Vorsitzender GR Mag. Thomas Reindl: Herr Stadtrat, bitte.

 

Amtsf. StR Peter Hacker: Ich denke, das ist ja erst einmal kein neues Phänomen. Wir setzen in unserer Stadt seit vielen Jahrzehnten punktuelle Maßnahmen, wenn ein gewisses Maß an Verträglichkeit für die jeweilige vor Ort befindliche Bevölkerung und die Gemeinschaft in unserer Stadt gestört wird. Ich erinnere mich noch ein bisschen bescheiden zurück an vor ein paar Jahrzehnte, wo ich Drogenkoordinator war, wo wir eine riesige Drogenszene am Karlsplatz gehabt haben. Selbstverständlich setzen wir solche punktuellen Maßnahmen. Und diese punktuellen Maßnahmen waren jetzt notwendig, um eine Verdrängung zu machen, aber vor allem, um eine Reduzierung zu machen.

 

Die Arbeit auf der Straße in solchen Phänomenen ist nie eine isolierte Maßnahme von einer Organisationseinheit, sondern das Entscheidende ist natürlich die Zusammenarbeit mit der Exekutive. Für öffentliche Ordnung und Sicherheit gibt es eine verfassungsmäßig klar geregelte Kompetenz.

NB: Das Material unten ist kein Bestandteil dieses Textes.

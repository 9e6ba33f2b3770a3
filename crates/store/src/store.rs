use std::collections::VecDeque;
use std::sync::{Arc, Condvar, Mutex};
use std::time::SystemTime;

use arc_swap::ArcSwap;
use chrono::Utc;
use gatewarden_common::{GatewardenError, Policy};
use tracing::{debug, info, warn};

use crate::snapshot::ConfigSnapshot;
use crate::source::PolicySource;
use crate::validate::{default_validator, Validator};

/// Result of a reload attempt.
#[derive(Debug, Clone, PartialEq, Eq)]
pub enum ReloadOutcome {
    Applied { version: u64 },
    /// The source content matches the current snapshot; the version
    /// counter is not bumped.
    Unchanged,
    /// The candidate failed schema or semantic validation; the prior
    /// snapshot stays fully in effect.
    Rejected { errors: Vec<String> },
    /// The source could not be read at all; the prior snapshot stays
    /// fully in effect.
    Failed { error: String },
}

/// Result of a rollback attempt.
#[derive(Debug, Clone, PartialEq, Eq)]
pub enum RollbackOutcome {
    /// The target became current under a new version number: rollback is
    /// forward progress, history only grows.
    Applied { version: u64, restored_from: u64 },
    Rejected { reason: String },
}

struct ApplyState {
    applying: bool,
    last_outcome: Option<ReloadOutcome>,
}

/// The hot-reloadable policy store.
///
/// The current snapshot sits behind an [`ArcSwap`]: readers load it
/// lock-free and always observe either the fully-old or fully-new
/// snapshot. Reloads and rollbacks serialise on a cooperative applying
/// flag; admission checks against the still-current snapshot are never
/// blocked by an in-flight apply.
pub struct ConfigStore {
    source: Box<dyn PolicySource>,
    current: ArcSwap<ConfigSnapshot>,
    history: Mutex<VecDeque<Arc<ConfigSnapshot>>>,
    max_versions: usize,
    validator: Validator,
    apply: Mutex<ApplyState>,
    apply_done: Condvar,
}

impl ConfigStore {
    pub fn new(source: Box<dyn PolicySource>, max_versions: usize) -> Self {
        Self::with_validator(source, max_versions, default_validator())
    }

    pub fn with_validator(
        source: Box<dyn PolicySource>,
        max_versions: usize,
        validator: Validator,
    ) -> Self {
        Self {
            source,
            current: ArcSwap::from_pointee(ConfigSnapshot::uninitialized()),
            history: Mutex::new(VecDeque::new()),
            max_versions,
            validator,
            apply: Mutex::new(ApplyState {
                applying: false,
                last_outcome: None,
            }),
            apply_done: Condvar::new(),
        }
    }

    /// The currently effective snapshot.
    pub fn current(&self) -> Arc<ConfigSnapshot> {
        self.current.load_full()
    }

    /// Prior snapshots, oldest first.
    pub fn history(&self) -> Vec<Arc<ConfigSnapshot>> {
        self.history
            .lock()
            .expect("history lock poisoned")
            .iter()
            .cloned()
            .collect()
    }

    /// Run the validator against a candidate set without applying it.
    pub fn validate_candidate(&self, policies: &[Policy]) -> Result<(), Vec<String>> {
        (self.validator)(policies)
    }

    pub fn source_modified(&self) -> Option<SystemTime> {
        self.source.modified()
    }

    /// Read the source, validate, and atomically swap in the new snapshot.
    ///
    /// Concurrent calls while an apply is in flight are coalesced: the
    /// late caller blocks until the in-flight apply finishes and receives
    /// its outcome instead of starting a second, conflicting reload.
    pub fn reload(&self) -> ReloadOutcome {
        {
            let mut state = self.apply.lock().expect("apply lock poisoned");
            if state.applying {
                while state.applying {
                    state = self.apply_done.wait(state).expect("apply lock poisoned");
                }
                let outcome = state
                    .last_outcome
                    .clone()
                    .unwrap_or(ReloadOutcome::Unchanged);
                debug!("reload coalesced with in-flight apply");
                return outcome;
            }
            state.applying = true;
        }

        let outcome = self.apply_from_source();
        self.finish_apply(outcome.clone());
        outcome
    }

    /// Make a historical snapshot current again.
    ///
    /// The target is re-validated under the current validator (a snapshot
    /// that was valid when committed may fail tightened rules), persisted
    /// back to the source, and committed as a new version.
    pub fn rollback(&self, version: Option<u64>) -> RollbackOutcome {
        self.claim_apply();
        let outcome = self.apply_rollback(version);

        let last = match &outcome {
            RollbackOutcome::Applied { version, .. } => ReloadOutcome::Applied {
                version: *version,
            },
            RollbackOutcome::Rejected { reason } => ReloadOutcome::Rejected {
                errors: vec![reason.clone()],
            },
        };
        self.finish_apply(last);
        outcome
    }

    /// Wait for any in-flight apply, then take the flag for ourselves.
    fn claim_apply(&self) {
        let mut state = self.apply.lock().expect("apply lock poisoned");
        while state.applying {
            state = self.apply_done.wait(state).expect("apply lock poisoned");
        }
        state.applying = true;
    }

    fn finish_apply(&self, outcome: ReloadOutcome) {
        let mut state = self.apply.lock().expect("apply lock poisoned");
        state.applying = false;
        state.last_outcome = Some(outcome);
        self.apply_done.notify_all();
    }

    fn apply_from_source(&self) -> ReloadOutcome {
        let policies = match self.source.read() {
            Ok(policies) => policies,
            Err(GatewardenError::Serde(error)) => {
                warn!(%error, "policy reload rejected: candidate does not parse");
                return ReloadOutcome::Rejected {
                    errors: vec![format!("parse error: {error}")],
                };
            }
            Err(error) => {
                warn!(%error, "policy reload failed: source unreadable");
                return ReloadOutcome::Failed {
                    error: error.to_string(),
                };
            }
        };

        if let Err(errors) = (self.validator)(&policies) {
            warn!(problems = errors.len(), "policy reload rejected by validator");
            return ReloadOutcome::Rejected { errors };
        }

        let current = self.current.load();
        if current.healthy && current.policies == policies {
            debug!(version = current.version, "policy reload: content unchanged");
            return ReloadOutcome::Unchanged;
        }

        let version = self.commit(policies);
        info!(version, "policy snapshot applied");
        ReloadOutcome::Applied { version }
    }

    fn apply_rollback(&self, version: Option<u64>) -> RollbackOutcome {
        let target = {
            let history = self.history.lock().expect("history lock poisoned");
            match version {
                Some(wanted) => history.iter().rev().find(|s| s.version == wanted).cloned(),
                None => history.back().cloned(),
            }
        };

        let Some(target) = target else {
            let reason = match version {
                Some(wanted) => format!("version {wanted} is not in the snapshot history"),
                None => "no prior version to roll back to".to_string(),
            };
            return RollbackOutcome::Rejected { reason };
        };

        if let Err(errors) = (self.validator)(&target.policies) {
            warn!(
                target = target.version,
                "rollback rejected: target no longer passes validation"
            );
            return RollbackOutcome::Rejected {
                reason: format!(
                    "version {} no longer passes validation: {}",
                    target.version,
                    errors.join("; ")
                ),
            };
        }

        if let Err(error) = self.source.write(&target.policies) {
            warn!(%error, "rollback failed to persist to the policy source");
            return RollbackOutcome::Rejected {
                reason: format!("failed to persist rollback: {error}"),
            };
        }

        let new_version = self.commit(target.policies.clone());
        info!(
            version = new_version,
            restored_from = target.version,
            "rolled back policy snapshot"
        );
        RollbackOutcome::Applied {
            version: new_version,
            restored_from: target.version,
        }
    }

    /// Swap in a new current snapshot and push the previous one onto the
    /// bounded history. Only ever called with the applying flag held.
    fn commit(&self, policies: Vec<Policy>) -> u64 {
        let previous = self.current.load_full();
        let version = previous.version + 1;
        let snapshot = Arc::new(ConfigSnapshot {
            policies,
            version,
            applied_at: Utc::now(),
            healthy: true,
        });
        self.current.store(snapshot);

        // The uninitialized placeholder is not a restorable version.
        if previous.healthy {
            let mut history = self.history.lock().expect("history lock poisoned");
            history.push_back(previous);
            while history.len() > self.max_versions {
                history.pop_front();
            }
        }
        version
    }
}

Das ist die Aufgabe der Exekutive. Dass wir in Wien zu wenige Polizisten haben, bejammern wir oft und beklagen wir oft, und zwar zu Recht, weil wir es auch rechnerisch nachweisen können, dass wir bei der Zahl von Polizisten in Wien einfach zu wenig haben. (StR Dominik Nepp, MA: Ihr habt aber schon einen roten Staatssekretär im Innenministerium. Was macht der?) Aber man kann sich nicht den ganzen Tag nur hinsetzen und jammern, dass wir zu wenige Polizisten haben, sondern muss punktuelle Maßnahmen setzen. Darum finde ich das erstens nachvollziehbar, und zweitens ist es ja begrüßenswert, welche Maßnahmen wir da gesetzt haben, um eine angespannte Situation zu entspannen.

 

Aber dass das keine Lösung eines Problems von Einzelpersonen ist, das wissen wir ja eh alle, also das ist eh völlig klar. Aber es geht immer um die Frage der Verträglichkeit des Zusammenlebens in unserer Stadt. Wenn eine Situation ein gewisses Maß an Erträglichkeit überschreitet, dann muss reagiert werden. Und das ist, was wir machen. Wir reagieren auf solche Maßnahmen mit punktuellen Eingriffen. Dass das auch immer begleitet wird durch Sozialarbeiter, dass die Sozialarbeiter permanent auf der Straße unterwegs sind, das ist eigentlich selbstverständlich und Standard in unserer Stadt und wird sich auch nicht ändern.

 

Vorsitzender GR Mag. Thomas Reindl: Die 2. Zusatzfrage kommt von der FPÖ. - GR Guggenberger, bitte.

 

9.19.31

GR Roland Guggenberger (FPÖ): Guten Morgen, Herr Stadtrat. So eine Alkoholverbotszone darf natürlich nicht dazu führen, dass sich die Probleme auf die umliegenden Grätzel ausweiten. Viele Anrainer haben aber die Befürchtung, dass es dadurch zu keiner Verbesserung ihrer Probleme kommt. Welche Maßnahmen setzen Sie denn, damit es eben genau nicht zu einer Verlagerung der Probleme in die anliegenden Wohngebiete und Parks kommt?

 

Vorsitzender GR Mag. Thomas Reindl: Herr Stadtrat, bitte.

 

Amtsf. StR Peter Hacker: Wie ich vorhin schon gesagt habe: Klar ist, dass es jetzt einmal eine Intervention ist, die eine Reduzierung der jetzigen Situation bewirken muss und ja auch schon bewirkt. Klar ist, dass so eine Maßnahme aber nicht ein Allheilmittel ist, sondern weitere Maßnahmen nach sich zieht.